Alexander v. International Union of Operating Engineers, AFL-CIO, AFL-CIO

Decision Date25 August 1980
Docket NumberNo. 77-3356,AFL-CIO,77-3356
Parties105 L.R.R.M. (BNA) 2628, 89 Lab.Cas. P 12,260 Mack O'Neal ALEXANDER and William L. Caldwell, Plaintiffs-Appellants, v. INTERNATIONAL UNION OF OPERATING ENGINEERS,, etc. et al., Defendants-Appellees.
CourtU.S. Court of Appeals — Fifth Circuit

Stephen J. Katz, Bastrop, La., George M. Strickler, Jr., New Orleans, La., for plaintiffs-appellants.

Jerry L. Gardner, New Orleans, La., for Local 406.

Dennis M. Angelico, New Orleans, La., for International Union of Operating Engineers.

Appeal from the United States District Court for the Western District of Louisiana.

Before CHARLES CLARK, RONEY and HENDERSON, Circuit Judges.

RONEY, Circuit Judge:

A local union's business agent, apparently on direction from the international union's president, signed a binding project agreement on behalf of the local, even though the local's membership had unanimously declined on two prior occasions to participate in the project, and despite the presence of a provision in the parent union's constitution that collective bargaining agreements must be approved by a majority of the affected local. The issue in this case is whether the respective unions' actions created causes of action on behalf of two individual local members against the local and international under section 301 of the Labor Management Relations Act, 29 U.S.C.A. § 185; sections 101(a)(1) and 102 of the Labor-Management Reporting and Disclosure Act, 29 U.S.C.A. §§ 411(a)(1), 412, or the respective unions' duty of fair representation.

The district court denied all relief except as against the local under its duty of fair representation, but awarded only nominal damages in favor of the two complaining local members. We reverse the district court's denial of a fair representation claim against the parent union, remand the case for an award of nominal damages and costs under this cause of action, and affirm in all other respects.

Local 406 of the International Union of Operating Engineers, AFL-CIO (the local), is the exclusive bargaining representative of persons who operate and maintain all equipment covered by the engineer's craft agreement between the Northeast Louisiana Chapter of the Associated General Contractors of America and the Building and Construction Trades Council, of which the local was a member. The dispute here arose out of the signing of a project agreement between Redrock Construction Co. and the Trades Council for the expansion of a manufacturing facility. Redrock was not a party to the craft agreement between the Trades Council and the contractors association. Consequently, a separate agreement covering this particular job was necessary. The Redrock project agreement, however, contained special standards that were less favorable to the employees than the same standards contained in the engineers craft agreement. Although the two agreements contained the same wage rates and fringe benefit contributions, the Redrock agreement granted time and one-half rates for overtime, while the craft agreement contained double rates for overtime work. In addition, under the proposed Redrock agreement, operating engineers could be shifted among various pieces of equipment throughout the working day, while under the craft agreement, only one such move could be ordered during the course of a day.
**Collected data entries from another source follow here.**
//! Core types: errors, configuration, path helpers.

pub mod config;
pub mod errors;
pub mod paths;
//! Top-level CLI definition and dispatch.

use std::io::{self, IsTerminal, Write};
use std::path::PathBuf;
use std::time::Instant;

use clap::{Args, CommandFactory, Parser, Subcommand};
use clap_complete::{Shell as CompletionShell, generate};
use colored::{Colorize, control};
use serde_json::{Value, json};
use thiserror::Error;

use stalerank::core::config::Config;
use stalerank::core::errors::StaleRankError;
use stalerank::dataset::{self, LoadedRecords, Strictness};
use stalerank::export::{self, ExportSummary, FsSizeSource};
use stalerank::logger::jsonl::{EventType, JsonlConfig, JsonlWriter, LogEntry, Severity};
use stalerank::scorer::engine::ScoringEngine;
use stalerank::scorer::record::ScoredItem;

/// Rows shown by `score` when `--top` is not given.
const DEFAULT_DISPLAY_ROWS: usize = 20;

/// stalerank: rank indexed files by how likely they are to need attention.
#[derive(Debug, Parser)]
#[command(
    name = "stalerank",
    author,
    version,
    about = "Heuristic priority ranking for indexed files",
    long_about = None,
    arg_required_else_help = true
)]
pub struct Cli {
    /// Override config file path.
    #[arg(long, global = true, value_name = "PATH")]
    config: Option<PathBuf>,
    /// Force JSON output mode.
    #[arg(long, global = true)]
    json: bool,
    /// Disable colored output.
    #[arg(long, global = true)]
    no_color: bool,
    /// Increase verbosity.
    #[arg(short, long, global = true, conflicts_with = "quiet")]
    verbose: bool,
    /// Quiet mode (errors only).
    #[arg(short, long, global = true, conflicts_with = "verbose")]
    quiet: bool,
    /// Subcommand to execute.
    #[command(subcommand)]
    command: Command,
}

#[derive(Debug, Clone, Subcommand)]
enum Command {
    /// Score a record file and write the ranked output.
    Score(ScoreArgs),
    /// Export connector tables from the index database to record files.
    Export(ExportArgs),
    /// Inspect the effective configuration.
    Config(ConfigArgs),
    /// Generate shell completions.
    Completions(CompletionsArgs),
    /// Show version and optional build metadata.
    Version(VersionArgs),
}

#[derive(Debug, Clone, Args, Default)]
struct ScoreArgs {
    /// Record file to read (defaults to `paths.input_path`).
    #[arg(long, value_name = "PATH")]
    input: Option<PathBuf>,
    /// Ranked output file (defaults to `paths.output_path`).
    #[arg(long, value_name = "PATH")]
    output: Option<PathBuf>,
    /// Keep only the N highest-priority items.
    #[arg(long, value_name = "N")]
    top: Option<usize>,
    /// Fail on the first malformed record instead of skipping it.
    #[arg(long)]
    strict: bool,
    /// Include the per-heuristic factors in the output.
    #[arg(long)]
    explain: bool,
    /// Evaluate freshness against this Unix timestamp instead of the clock.
    #[arg(long, value_name = "UNIX_SECS", allow_hyphen_values = true)]
    now: Option<i64>,
}

#[derive(Debug, Clone, Args, Default)]
struct ExportArgs {
    /// Index database (defaults to `export.db_path`).
    #[arg(long, value_name = "PATH")]
    db: Option<PathBuf>,
    /// Connector table to export; repeat for several (defaults to `export.connector_tables`).
    #[arg(long = "table", value_name = "NAME")]
    tables: Vec<String>,
    /// Directory for `items.json` and the per-table files.
    #[arg(long, value_name = "DIR")]
    output_dir: Option<PathBuf>,
    /// Only write the merged `items.json`.
    #[arg(long)]
    no_per_table: bool,
}

#[derive(Debug, Clone, Args)]
struct ConfigArgs {
    #[command(subcommand)]
    command: Option<ConfigCommand>,
}

#[derive(Debug, Clone, Subcommand)]
enum ConfigCommand {
    /// Print the config file location.
    Path,
    /// Print the effective configuration.
    Show,
    /// Load and validate the configuration.
    Validate,
}

#[derive(Debug, Clone, Args)]
struct CompletionsArgs {
    /// Shell to generate completion script for.
    #[arg(value_enum)]
    shell: CompletionShell,
}

#[derive(Debug, Clone, Args, Default)]
struct VersionArgs {
    /// Include build metadata.
    #[arg(long)]
    verbose: bool,
}

#[derive(Debug, Clone, Copy, PartialEq, Eq)]
enum OutputMode {
    Human,
    Json,
}

/// CLI error type with explicit exit-code mapping.
#[derive(Debug, Error)]
pub enum CliError {
    /// Invalid user input or configuration.
    #[error("{0}")]
    User(String),
    /// Environment/runtime failure.
    #[error("{0}")]
    Runtime(String),
    /// Internal bug or invariant violation.
    #[error("{0}")]
    Internal(String),
    /// JSON serialization failed.
    #[error("failed to serialize output: {0}")]
    Json(#[from] serde_json::Error),
    /// Output write failed.
    #[error("failed to write output: {0}")]
    Io(#[from] io::Error),
}

impl CliError {
    /// Process exit code contract for the CLI.
    pub const fn exit_code(&self) -> i32 {
        match self {
            Self::User(_) => 1,
            Self::Runtime(_) | Self::Io(_) => 2,
            Self::Internal(_) | Self::Json(_) => 3,
        }
    }
}

impl From<StaleRankError> for CliError {
    fn from(err: StaleRankError) -> Self {
        match err {
            StaleRankError::InvalidConfig { .. }
            | StaleRankError::MissingConfig { .. }
            | StaleRankError::ConfigParse { .. } => Self::User(err.to_string()),
            StaleRankError::Serialization {
                context: dataset::OUTPUT_CONTEXT,
                ..
            } => Self::Internal(err.to_string()),
            _ => Self::Runtime(err.to_string()),
        }
    }
}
The local membership, on June 22, 1976, and again on July 6, 1976, unanimously rejected the proposed project agreement.

On July 14, 1976, the local's business manager received a telegram from the president of the International Union of Operating Engineers, AFL-CIO (the international), ordering the business manager to sign the Redrock project agreement. The full text of the telegram was as follows:

This office has been informed that all crafts except operating engineers have signed the project agreement with Red Rock Construction Company at Olinkraft Paper Company, Monroe, Louisiana. You are hereby directed to sign the agreement and to supply men to this job.

On July 15, the business manager signed the agreement on behalf of the local.

The international's constitution, incorporated in pertinent part into Article V of the local's by-laws, provided that proposed collective bargaining agreements "shall not be executed until they have been presented at the next membership meeting following the negotiation of the proposed agreement and have been approved by the membership." There was an additional proviso permitting the local membership to delegate this authority, but the district court found that neither the local nor the international claimed that such delegation had been made. That finding is not challenged on appeal.

Two local members who never worked under the project agreement involved in this dispute seek an award of $50,000 compensatory and exemplary damages. Their request that the business manager's assent to the project agreement be voided was rendered moot upon completion of the Redrock job.

Section 301: Labor Management Relations Act

Plaintiff employees sought to invoke the district court's jurisdiction first based upon section 301(a) of the Labor Management Relations Act, 29 U.S.C.A. § 185(a). That section provides,

Suits for violation of contracts between an employer and a labor organization representing employees in an industry affecting commerce as defined in this chapter, or between any such labor organizations, may be brought in any district court of the United States having jurisdiction of the parties, without respect to the amount in controversy or without regard to the citizenship of the parties.

Plaintiffs contended that violation by the respective unions of the international's constitution amounted to a breach of contract under the purview of section 301(a). Section 301 "expressly requires a violation of a labor contract before it may be employed as a jurisdiction device." Mumford v. Glover, 503 F.2d 878, 882 (5th Cir. 1974). The issue of whether individual union members may use section 301 as a jurisdictional basis to sue their local or international unions is a matter of first impression in this Circuit.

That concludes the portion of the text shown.